Linux commands, sometimes
piped, which works, but is more complicated and slower. Understand for
fortran includes
a tool to display all variables used in the project (and where they
are used).
Absoft IDE allows to manage Makefiles. Eclipse integrates a SVN plugin
which
allow to update your files from a repository.
Emacs / Xemacs is special in the category of editors because it
includes
the Etags system which allows to navigate into the source and supports
Makefiles
compiling (but does not generate them). But the graphical library used
in Emacs / Xemacs is now obsolete (that is to say limited) compared
to
what Java offers to Eclipse for example (the development of Emacs
started long
before Java existed of course !).
Notice also that not all these tools are free.

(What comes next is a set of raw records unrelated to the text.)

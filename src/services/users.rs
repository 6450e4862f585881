use crate::{
    db::DbPool,
    entities::order::{self, Entity as OrderEntity},
    entities::user::{self, ActiveModel as UserActiveModel, Entity as UserEntity, Model as UserModel},
    errors::ServiceError,
    services::order_lines,
};
use sea_orm::{
    ActiveModelTrait, ColumnTrait, EntityTrait, QueryFilter, QueryOrder, QuerySelect, Set, SqlErr,
    TransactionTrait,
};
use serde::{Deserialize, Serialize};
use std::sync::Arc;
use tracing::{error, info, instrument, warn};
use validator::Validate;

#[derive(Debug, Serialize, Deserialize, Validate)]
#[serde(deny_unknown_fields)]
pub struct CreateUserRequest {
    #[validate(length(min = 1, message = "Name is required"))]
    pub name: String,
    #[validate(email(message = "Email must be a valid address"))]
    pub email: String,
    pub address: Option<String>,
}

#[derive(Debug, Serialize, Deserialize, Validate)]
#[serde(deny_unknown_fields)]
pub struct UpdateUserRequest {
    #[validate(length(min = 1, message = "Name must not be empty"))]
    pub name: Option<String>,
    #[validate(email(message = "Email must be a valid address"))]
    pub email: Option<String>,
    pub address: Option<String>,
}

/// Service for user records, including the order/line cascade on delete.
#[derive(Clone)]
pub struct UserService {
    db_pool: Arc<DbPool>,
}

impl UserService {
    pub fn new(db_pool: Arc<DbPool>) -> Self {
        Self { db_pool }
    }

    #[instrument(skip(self, request), fields(email = %request.email))]
    pub async fn create_user(
        &self,
        request: CreateUserRequest,
    ) -> Result<UserModel, ServiceError> {
        request.validate()?;

        let db = &*self.db_pool;
        let email = request.email.clone();

        let user = UserActiveModel {
            name: Set(request.name),
            email: Set(request.email),
            address: Set(request.address),
            ..Default::default()
        };

        let model = user.insert(db).await.map_err(|e| {
            if matches!(e.sql_err(), Some(SqlErr::UniqueConstraintViolation(_))) {
                warn!(email = %email, "Rejected duplicate email");
                ServiceError::EmailTaken(email.clone())
            } else {
                error!(error = %e, "Failed to create user");
                e.into()
            }
        })?;

        info!(user_id = model.id, "User created");
        Ok(model)
    }

    #[instrument(skip(self))]
    pub async fn get_user(&self, user_id: i32) -> Result<UserModel, ServiceError> {
        UserEntity::find_by_id(user_id)
            .one(&*self.db_pool)
            .await?
            .ok_or(ServiceError::UserNotFound(user_id))
    }

    #[instrument(skip(self))]
    pub async fn list_users(&self) -> Result<Vec<UserModel>, ServiceError> {
        Ok(UserEntity::find()
            .order_by_asc(user::Column::Id)
            .all(&*self.db_pool)
            .await?)
    }

    /// Updates name, email, or address. Email uniqueness is re-checked by the
    /// unique index when the email changes.
    #[instrument(skip(self, request))]
    pub async fn update_user(
        &self,
        user_id: i32,
        request: UpdateUserRequest,
    ) -> Result<UserModel, ServiceError> {
        request.validate()?;

        let db = &*self.db_pool;
        let user = UserEntity::find_by_id(user_id)
            .one(db)
            .await?
            .ok_or(ServiceError::UserNotFound(user_id))?;

        let new_email = request.email.clone();
        let mut active: UserActiveModel = user.into();
        if let Some(name) = request.name {
            active.name = Set(name);
        }
        if let Some(email) = request.email {
            active.email = Set(email);
        }
        if let Some(address) = request.address {
            active.address = Set(Some(address));
        }

        let model = active.update(db).await.map_err(|e| {
            if matches!(e.sql_err(), Some(SqlErr::UniqueConstraintViolation(_))) {
                ServiceError::EmailTaken(new_email.unwrap_or_default())
            } else {
                error!(error = %e, user_id, "Failed to update user");
                e.into()
            }
        })?;

        info!(user_id, "User updated");
        Ok(model)
    }

    /// Deletes a user and, in the same transaction, every order the user owns
    /// together with those orders' lines.
    #[instrument(skip(self))]
    pub async fn delete_user(&self, user_id: i32) -> Result<(), ServiceError> {
        let db = &*self.db_pool;

        let txn = db.begin().await?;

        UserEntity::find_by_id(user_id)
            .one(&txn)
            .await?
            .ok_or(ServiceError::UserNotFound(user_id))?;

        let order_ids: Vec<i32> = OrderEntity::find()
            .select_only()
            .column(order::Column::Id)
            .filter(order::Column::UserId.eq(user_id))
            .into_tuple()
            .all(&txn)
            .await?;

        for order_id in &order_ids {
            order_lines::remove_lines_for_order(&txn, *order_id).await?;
        }

        OrderEntity::delete_many()
            .filter(order::Column::UserId.eq(user_id))
            .exec(&txn)
            .await?;

        UserEntity::delete_by_id(user_id).exec(&txn).await?;

        txn.commit().await?;

        info!(user_id, orders_removed = order_ids.len(), "User deleted");
        Ok(())
    }
}
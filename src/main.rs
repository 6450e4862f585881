use std::{net::SocketAddr, sync::Arc, time::Duration};

use anyhow::Context;
use axum::{routing::get, Router};
use tokio::signal;
use tower_http::{
    cors::{Any, CorsLayer},
    timeout::TimeoutLayer,
    trace::TraceLayer,
};
use tracing::{error, info};

use shop_api as api;

#[tokio::main]
async fn main() -> anyhow::Result<()> {
    let cfg = api::config::load_config().context("failed to load configuration")?;
    api::config::init_tracing(cfg.log_level(), cfg.log_json);

    let db_pool = api::db::establish_connection_from_app_config(&cfg)
        .await
        .context("failed to connect to database")?;
    if cfg.auto_migrate {
        api::db::run_migrations(&db_pool).await.map_err(|e| {
            error!("Failed running migrations: {}", e);
            e
        })?;
    }

    let db_arc = Arc::new(db_pool);
    let app_state = api::AppState::new(db_arc, cfg.clone());

    let app = Router::new()
        .route("/", get(|| async { "shop-api up" }))
        .merge(api::handlers::health_routes())
        .nest("/api/v1", api::api_routes())
        .layer(TraceLayer::new_for_http())
        .layer(TimeoutLayer::new(Duration::from_secs(
            cfg.request_timeout_secs,
        )))
        .layer(CorsLayer::new().allow_origin(Any).allow_methods(Any))
        .with_state(app_state);

    let addr: SocketAddr = format!("{}:{}", cfg.host, cfg.port)
        .parse()
        .context("invalid host/port configuration")?;
    info!("shop-api listening on http://{}", addr);
    let listener = tokio::net::TcpListener::bind(addr).await?;

    axum::serve(listener, app.into_make_service())
        .with_graceful_shutdown(shutdown_signal())
        .await?;

    Ok(())
}

async fn shutdown_signal() {
    let ctrl_c = async {
        signal::ctrl_c()
            .await
            .expect("failed to install Ctrl+C handler");
    };

    #[cfg(unix)]
    let terminate = async {
        use tokio::signal::unix::{signal, SignalKind};

        let mut sigterm =
            signal(SignalKind::terminate()).expect("failed to install signal handler");
        sigterm.recv().await;
    };

    #[cfg(not(unix))]
    let terminate = std::future::pending::<()>();

    tokio::select! {
        _ = ctrl_c => {},
        _ = terminate => {},
    }
}
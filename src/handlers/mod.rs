pub mod health;
pub mod orders;
pub mod products;
pub mod users;

pub use health::health_routes;
pub use orders::order_routes;
pub use products::product_routes;
pub use users::user_routes;
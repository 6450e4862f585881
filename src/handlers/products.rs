use crate::errors::ServiceError;
use crate::services::products::{CreateProductRequest, UpdateProductRequest};
use crate::AppState;
use axum::{
    extract::{Json, Path, State},
    http::StatusCode,
    response::IntoResponse,
    routing::{delete, get, post, put},
    Router,
};

async fn create_product(
    State(state): State<AppState>,
    Json(request): Json<CreateProductRequest>,
) -> Result<impl IntoResponse, ServiceError> {
    let product = state.products.create_product(request).await?;
    Ok((StatusCode::CREATED, Json(product)))
}

async fn get_product(
    State(state): State<AppState>,
    Path(id): Path<i32>,
) -> Result<impl IntoResponse, ServiceError> {
    let product = state.products.get_product(id).await?;
    Ok(Json(product))
}

async fn list_products(State(state): State<AppState>) -> Result<impl IntoResponse, ServiceError> {
    let products = state.products.list_products().await?;
    Ok(Json(products))
}

async fn update_product(
    State(state): State<AppState>,
    Path(id): Path<i32>,
    Json(request): Json<UpdateProductRequest>,
) -> Result<impl IntoResponse, ServiceError> {
    let product = state.products.update_product(id, request).await?;
    Ok(Json(product))
}

async fn delete_product(
    State(state): State<AppState>,
    Path(id): Path<i32>,
) -> Result<impl IntoResponse, ServiceError> {
    state.products.delete_product(id).await?;
    Ok(StatusCode::NO_CONTENT)
}

pub fn product_routes() -> Router<AppState> {
    Router::new()
        .route("/", post(create_product))
        .route("/", get(list_products))
        .route("/:id", get(get_product))
        .route("/:id", put(update_product))
        .route("/:id", delete(delete_product))
}
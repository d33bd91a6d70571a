//! Shared types for the TTS prefetch accelerator
//!
//! This crate provides the foundational types used across the balancer,
//! cache, splitter, orchestrator and server crates:
//! - Cache fingerprinting
//! - Segment and endpoint snapshot types
//! - The crate-wide error type and its HTTP status/error-code mapping

pub mod error;
pub mod fingerprint;
pub mod segment;
pub mod stats;

pub use error::{Error, ErrorCode, Result};
pub use fingerprint::fingerprint;
pub use segment::Segment;
pub use stats::{BalancerStats, CacheStats, EndpointStats};
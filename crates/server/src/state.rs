use std::sync::Arc;
use std::time::Duration;

use parking_lot::RwLock;
use reqwest::Client;
use tts_accelerator_balancer::{BalancerConfig, LoadBalancer};
use tts_accelerator_cache::{Cache, CacheConfig};
use tts_accelerator_config::Settings;
use tts_accelerator_core::Error;
use tts_accelerator_orchestrator::Orchestrator;
use tts_accelerator_splitter::SplitterConfig;

/// Shared application state, cheaply cloneable (every field is an `Arc` or
/// a plain value). Settings are held behind a read-write lock to permit a
/// future hot-reload without restarting the process, following this
/// codebase's convention for shared configuration even where reload is
/// not yet wired to an external trigger.
#[derive(Clone)]
pub struct AppState {
    pub settings: Arc<RwLock<Settings>>,
    pub cache: Arc<Cache>,
    pub balancer: Arc<LoadBalancer>,
    pub orchestrator: Arc<Orchestrator>,
    /// Client used for the single outbound call per request to the
    /// upstream chat-completion provider. Reused across requests, safe
    /// for concurrent use.
    pub upstream_client: Client,
}

impl AppState {
    pub fn new(settings: Settings) -> Result<Self, Error> {
        let balancer_config = BalancerConfig {
            max_concurrent_per_endpoint: settings.tts_max_concurrent_per_endpoint,
            request_timeout: settings.tts_request_timeout(),
            retry_count: settings.tts_retry_count,
            health_check_interval: settings.health_check_interval(),
            health_check_timeout: settings.health_check_timeout(),
        };
        let balancer = Arc::new(LoadBalancer::new(
            settings.tts_endpoint_list(),
            balancer_config,
        )?);

        let cache_config = CacheConfig {
            max_size: settings.cache_max_size,
            ttl: settings.cache_ttl(),
            cleanup_interval: settings.cache_cleanup_interval(),
        };
        let cache = Cache::new(cache_config, Arc::clone(&balancer));

        let splitter_config = SplitterConfig {
            min_len: settings.splitter_min_len,
            max_len: settings.splitter_max_len,
        };
        let orchestrator = Arc::new(Orchestrator::new(Arc::clone(&cache), splitter_config));

        let upstream_client = Client::builder()
            .timeout(settings.newapi_timeout())
            .build()
            .map_err(|e| Error::Config(format!("failed to build upstream HTTP client: {e}")))?;

        Ok(Self {
            settings: Arc::new(RwLock::new(settings)),
            cache,
            balancer,
            orchestrator,
            upstream_client,
        })
    }

    pub fn default_tts_model(&self) -> String {
        self.settings.read().tts_default_model.clone()
    }

    pub fn newapi_base_url(&self) -> String {
        self.settings.read().newapi_base_url.clone()
    }

    pub fn newapi_api_key(&self) -> String {
        self.settings.read().newapi_api_key.clone()
    }

    pub fn get_timeout(&self) -> Duration {
        self.settings.read().tts_request_timeout()
    }

    pub fn health_check_interval(&self) -> Option<Duration> {
        self.settings.read().health_check_interval()
    }

    pub fn splitter_config(&self) -> SplitterConfig {
        let settings = self.settings.read();
        SplitterConfig {
            min_len: settings.splitter_min_len,
            max_len: settings.splitter_max_len,
        }
    }
}
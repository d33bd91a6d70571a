use thiserror::Error;

#[derive(Error, Debug)]
pub enum ConfigError {
    #[error("failed to parse configuration: {0}")]
    Parse(String),

    #[error("missing required field: {0}")]
    MissingField(String),

    #[error("invalid value for {field}: {message}")]
    InvalidValue { field: String, message: String },
}

impl From<config::ConfigError> for ConfigError {
    fn from(err: config::ConfigError) -> Self {
        ConfigError::Parse(err.to_string())
    }
}
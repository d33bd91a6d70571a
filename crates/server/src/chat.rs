//! `POST /v1/chat/completions`.
//!
//! Proxies the client's OpenAI-shaped payload to the upstream
//! chat-completion provider, stripping the two TTS-specific fields before
//! forwarding. A streaming upstream response is wrapped in the prefetch
//! orchestrator so the client sees the exact same bytes, in the same
//! order, while segments are concurrently submitted for synthesis; a
//! non-streaming response is passed through and, if TTS is enabled, its
//! full message content is split and submitted once the response is in
//! hand.

use axum::body::Body;
use axum::extract::State;
use axum::http::{header, StatusCode};
use axum::response::{IntoResponse, Response};
use axum::Json;
use serde::Deserialize;
use serde_json::Value;
use tts_accelerator_splitter::Splitter;
use uuid::Uuid;

use crate::error::ServerError;
use crate::state::AppState;

fn default_true() -> bool {
    true
}

/// The two fields this service adds to the OpenAI chat-completions
/// request; everything else is captured by `rest` and forwarded verbatim.
#[derive(Debug, Deserialize)]
pub struct ChatCompletionRequest {
    #[serde(default = "default_true")]
    pub tts_enabled: bool,
    #[serde(default)]
    pub tts_model: Option<String>,
    #[serde(flatten)]
    pub rest: serde_json::Map<String, Value>,
}

pub async fn chat_completions(
    State(state): State<AppState>,
    Json(req): Json<ChatCompletionRequest>,
) -> Result<Response, ServerError> {
    let tts_model = req.tts_model.unwrap_or_else(|| state.default_tts_model());
    let is_streaming = req
        .rest
        .get("stream")
        .and_then(Value::as_bool)
        .unwrap_or(false);

    let base_url = state.newapi_base_url();
    let upstream = state
        .upstream_client
        .post(format!("{base_url}/v1/chat/completions"))
        .bearer_auth(state.newapi_api_key())
        .json(&Value::Object(req.rest))
        .send()
        .await
        .map_err(|e| ServerError::UpstreamError(e.to_string()))?;

    let status = StatusCode::from_u16(upstream.status().as_u16())
        .unwrap_or(StatusCode::INTERNAL_SERVER_ERROR);

    if !is_streaming {
        let bytes = upstream
            .bytes()
            .await
            .map_err(|e| ServerError::UpstreamError(e.to_string()))?;
        if req.tts_enabled {
            submit_non_streaming_content(&state, &bytes, &tts_model);
        }
        return Ok((status, [(header::CONTENT_TYPE, "application/json")], bytes).into_response());
    }

    let request_id = Uuid::new_v4().to_string();
    let byte_stream = upstream.bytes_stream();

    let body = if req.tts_enabled {
        let wrapped = state
            .orchestrator
            .prefetch_stream(request_id, tts_model, byte_stream);
        Body::from_stream(wrapped)
    } else {
        Body::from_stream(byte_stream)
    };

    Ok((
        status,
        [(header::CONTENT_TYPE, "text/event-stream")],
        body,
    )
        .into_response())
}

/// Extracts `choices[0].message.content` from a non-streaming
/// chat-completion response and submits it for prefetch. Splitter errors
/// are not possible here (malformed JSON just means nothing to submit);
/// the client-facing response is already built and unaffected either way.
fn submit_non_streaming_content(state: &AppState, bytes: &[u8], tts_model: &str) {
    let Ok(value) = serde_json::from_slice::<Value>(bytes) else {
        return;
    };
    let Some(content) = value
        .get("choices")
        .and_then(|c| c.get(0))
        .and_then(|c| c.get("message"))
        .and_then(|m| m.get("content"))
        .and_then(|c| c.as_str())
    else {
        return;
    };

    let mut splitter = Splitter::new(state.splitter_config());
    for segment in splitter.feed(content) {
        state.cache.submit(&segment, tts_model);
    }
    for segment in splitter.flush() {
        state.cache.submit(&segment, tts_model);
    }
}
use serde::{Deserialize, Serialize};

/// A trimmed, non-empty unit of text emitted by the streaming splitter and
/// submitted to the cache for synthesis.
#[derive(Debug, Clone, PartialEq, Eq, Serialize, Deserialize)]
pub struct Segment {
    /// The trimmed text of the segment. Never empty.
    pub text: String,
    /// Opaque id of the chat-completion stream this segment was drawn from.
    pub request_id: String,
}

impl Segment {
    pub fn new(text: impl Into<String>, request_id: impl Into<String>) -> Self {
        Self {
            text: text.into(),
            request_id: request_id.into(),
        }
    }
}
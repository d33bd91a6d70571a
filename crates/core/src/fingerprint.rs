use sha2::{Digest, Sha256};

/// Computes the cache key for a (model, text) pair.
///
/// The key is the hex-encoded SHA-256 digest of `model || ":" || text`.
/// No normalization is performed: two texts differing only by trailing
/// whitespace produce distinct keys.
pub fn fingerprint(model: &str, text: &str) -> String {
    let mut hasher = Sha256::new();
    hasher.update(model.as_bytes());
    hasher.update(b":");
    hasher.update(text.as_bytes());
    hex::encode(hasher.finalize())
}

#[cfg(test)]
mod tests {
    use super::*;

    #[test]
    fn deterministic_for_same_input() {
        assert_eq!(fingerprint("liang", "hello"), fingerprint("liang", "hello"));
    }

    #[test]
    fn distinguishes_model_and_text() {
        assert_ne!(fingerprint("liang", "hello"), fingerprint("other", "hello"));
        assert_ne!(fingerprint("liang", "hello"), fingerprint("liang", "world"));
    }

    #[test]
    fn no_normalization_of_trailing_whitespace() {
        assert_ne!(fingerprint("liang", "hello"), fingerprint("liang", "hello\n"));
    }

    #[test]
    fn is_64_hex_chars() {
        let key = fingerprint("liang", "hello world");
        assert_eq!(key.len(), 64);
        assert!(key.chars().all(|c| c.is_ascii_hexdigit()));
    }
}
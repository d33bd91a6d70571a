//! Load balancer for the TTS synthesis upstream.
//!
//! Dispatches synthesis requests across N upstream TTS endpoints under a
//! per-endpoint concurrency cap, with least-loaded selection, exponential
//! backoff retry, and three-strikes health demotion.

mod balancer;
mod config;
mod endpoint;
mod health;

pub use balancer::LoadBalancer;
pub use config::BalancerConfig;
pub use endpoint::Endpoint;
pub use health::{spawn_health_checker, HealthCheckHandle};
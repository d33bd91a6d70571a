use std::sync::atomic::{AtomicBool, AtomicU32, AtomicU64, Ordering};
use std::sync::Arc;
use std::time::Duration;

use tokio::sync::Semaphore;
use tts_accelerator_core::EndpointStats;

/// Consecutive failures after which an endpoint is demoted.
const FAILURE_THRESHOLD: u32 = 3;

/// One upstream TTS server. All mutable fields are plain atomics so the
/// load balancer can update them without a lock; the per-endpoint
/// concurrency cap is a counting semaphore acquired around each request.
pub struct Endpoint {
    /// Normalized URL (no trailing slash).
    pub url: String,
    is_available: AtomicBool,
    current_load: AtomicU32,
    error_count: AtomicU32,
    total_requests: AtomicU64,
    total_response_time_micros: AtomicU64,
    semaphore: Semaphore,
}

/// Held across an in-flight request. Decrements the endpoint's in-flight
/// count on drop, regardless of how the request completed.
pub struct InFlightGuard<'a> {
    endpoint: &'a Endpoint,
    _permit: tokio::sync::SemaphorePermit<'a>,
}

impl Drop for InFlightGuard<'_> {
    fn drop(&mut self) {
        self.endpoint.current_load.fetch_sub(1, Ordering::AcqRel);
    }
}

impl Endpoint {
    pub fn new(url: impl Into<String>, max_concurrent: usize) -> Arc<Self> {
        let url = url.into();
        let url = url.trim_end_matches('/').to_string();
        Arc::new(Self {
            url,
            is_available: AtomicBool::new(true),
            current_load: AtomicU32::new(0),
            error_count: AtomicU32::new(0),
            total_requests: AtomicU64::new(0),
            total_response_time_micros: AtomicU64::new(0),
            semaphore: Semaphore::new(max_concurrent),
        })
    }

    pub fn is_available(&self) -> bool {
        self.is_available.load(Ordering::Acquire)
    }

    pub fn current_load(&self) -> u32 {
        self.current_load.load(Ordering::Acquire)
    }

    pub fn error_count(&self) -> u32 {
        self.error_count.load(Ordering::Acquire)
    }

    pub fn avg_response_time(&self) -> f64 {
        let total = self.total_requests.load(Ordering::Acquire);
        if total == 0 {
            return 0.0;
        }
        let micros = self.total_response_time_micros.load(Ordering::Acquire);
        (micros as f64 / 1_000_000.0) / total as f64
    }

    pub fn total_requests(&self) -> u64 {
        self.total_requests.load(Ordering::Acquire)
    }

    /// Acquires the per-endpoint concurrency permit, blocking if every
    /// permit is held, and marks the endpoint as having one more in-flight
    /// request. The returned guard releases both on drop.
    pub async fn acquire(&self) -> InFlightGuard<'_> {
        let permit = self
            .semaphore
            .acquire()
            .await
            .expect("endpoint semaphore is never closed");
        self.current_load.fetch_add(1, Ordering::AcqRel);
        InFlightGuard {
            endpoint: self,
            _permit: permit,
        }
    }

    pub fn record_success(&self, elapsed: Duration) {
        self.total_requests.fetch_add(1, Ordering::AcqRel);
        self.total_response_time_micros
            .fetch_add(elapsed.as_micros() as u64, Ordering::AcqRel);
        self.error_count.store(0, Ordering::Release);
        self.is_available.store(true, Ordering::Release);
    }

    pub fn record_failure(&self) {
        let errors = self.error_count.fetch_add(1, Ordering::AcqRel) + 1;
        if errors >= FAILURE_THRESHOLD {
            self.is_available.store(false, Ordering::Release);
        }
    }

    pub fn set_available(&self, available: bool) {
        self.is_available.store(available, Ordering::Release);
        if available {
            self.error_count.store(0, Ordering::Release);
        }
    }

    pub fn reset(&self) {
        self.is_available.store(true, Ordering::Release);
        self.error_count.store(0, Ordering::Release);
    }

    pub fn snapshot(&self) -> EndpointStats {
        EndpointStats {
            url: self.url.clone(),
            is_available: self.is_available(),
            current_load: self.current_load(),
            error_count: self.error_count(),
            avg_response_time: self.avg_response_time(),
            total_requests: self.total_requests(),
        }
    }
}

#[cfg(test)]
mod tests {
    use super::*;

    #[test]
    fn normalizes_trailing_slash() {
        let ep = Endpoint::new("http://host:8080/", 3);
        assert_eq!(ep.url, "http://host:8080");
    }

    #[test]
    fn three_consecutive_failures_demote() {
        let ep = Endpoint::new("http://host", 3);
        ep.record_failure();
        ep.record_failure();
        assert!(ep.is_available());
        ep.record_failure();
        assert!(!ep.is_available());
    }

    #[test]
    fn success_resets_error_count_and_availability() {
        let ep = Endpoint::new("http://host", 3);
        ep.record_failure();
        ep.record_failure();
        ep.record_failure();
        assert!(!ep.is_available());
        ep.record_success(Duration::from_millis(10));
        assert!(ep.is_available());
        assert_eq!(ep.error_count(), 0);
    }

    #[tokio::test]
    async fn acquire_increments_and_drop_decrements_load() {
        let ep = Endpoint::new("http://host", 3);
        assert_eq!(ep.current_load(), 0);
        let guard = ep.acquire().await;
        assert_eq!(ep.current_load(), 1);
        drop(guard);
        assert_eq!(ep.current_load(), 0);
    }
}
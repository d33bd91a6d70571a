use axum::http::StatusCode;
use axum::response::{IntoResponse, Response};
use axum::Json;
use thiserror::Error;
use tts_accelerator_core::Error as CoreError;

/// HTTP-layer error. Wraps the core error type and adds a couple of
/// request-validation variants that only make sense at this layer.
#[derive(Error, Debug)]
pub enum ServerError {
    #[error(transparent)]
    Core(#[from] CoreError),

    #[error("invalid input: {0}")]
    InvalidInput(String),

    #[error("model not found: {0}")]
    ModelNotFound(String),

    #[error("upstream request failed: {0}")]
    UpstreamError(String),
}

impl ServerError {
    fn status(&self) -> StatusCode {
        match self {
            ServerError::Core(e) => StatusCode::from_u16(e.status()).unwrap_or(StatusCode::INTERNAL_SERVER_ERROR),
            ServerError::InvalidInput(_) => StatusCode::BAD_REQUEST,
            ServerError::ModelNotFound(_) => StatusCode::NOT_FOUND,
            ServerError::UpstreamError(_) => StatusCode::BAD_GATEWAY,
        }
    }

    fn code(&self) -> &'static str {
        match self {
            ServerError::Core(e) => match e.code() {
                tts_accelerator_core::ErrorCode::NotFound => "not_found",
                tts_accelerator_core::ErrorCode::InvalidInput => "invalid_input",
                tts_accelerator_core::ErrorCode::ModelNotFound => "model_not_found",
                tts_accelerator_core::ErrorCode::GenerationFailed => "generation_failed",
                tts_accelerator_core::ErrorCode::InternalError => "internal_error",
            },
            ServerError::InvalidInput(_) => "invalid_input",
            ServerError::ModelNotFound(_) => "model_not_found",
            ServerError::UpstreamError(_) => "internal_error",
        }
    }
}

impl IntoResponse for ServerError {
    fn into_response(self) -> Response {
        if self.status() == StatusCode::INTERNAL_SERVER_ERROR {
            tracing::error!(error = %self, "internal error");
        }
        let body = serde_json::json!({
            "error": {
                "message": self.to_string(),
                "type": "tts_accelerator_error",
                "code": self.code(),
            }
        });
        (self.status(), Json(body)).into_response()
    }
}

#[cfg(test)]
mod tests {
    use super::*;

    #[test]
    fn invalid_input_maps_to_400() {
        let err = ServerError::InvalidInput("empty text".into());
        assert_eq!(err.status(), StatusCode::BAD_REQUEST);
        assert_eq!(err.code(), "invalid_input");
    }

    #[test]
    fn model_not_found_maps_to_404() {
        let err = ServerError::ModelNotFound("bogus".into());
        assert_eq!(err.status(), StatusCode::NOT_FOUND);
    }

    #[test]
    fn core_generation_failed_maps_to_500() {
        let err = ServerError::from(CoreError::GenerationFailed("boom".into()));
        assert_eq!(err.status(), StatusCode::INTERNAL_SERVER_ERROR);
        assert_eq!(err.code(), "generation_failed");
    }

    #[test]
    fn core_not_found_maps_to_404() {
        let err = ServerError::from(CoreError::NotFound);
        assert_eq!(err.status(), StatusCode::NOT_FOUND);
        assert_eq!(err.code(), "not_found");
    }
}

If you want to have a real development tool, free and portable, there
is very
few possibilities indeed and the list becomes shorter.
Understand for fortran, Absoft IDE are not free
while Eclipse, Jedit, Yapakit, Emacs, Xemacs, vi, gvim are free.
Visual Fortran integrates an interactive debugger which is very
convenient.
Considering the available debuggers available under Linux,
there are two layers of debuggers : command-line and GUI.
The command-line debugger gdb is powerful (and free !) but lacks of a
GUI.
The following are GUI debuggers for fortran :
- Totalview (http://www.totalviewtech.com/index.htm)
- DDT (http://www.allinea.com/)
- Eclipse includes a front-end for gdb
- Insight (http://sourceware.org/insight)
Totalview and DDT can handle parallel debug, but are not free.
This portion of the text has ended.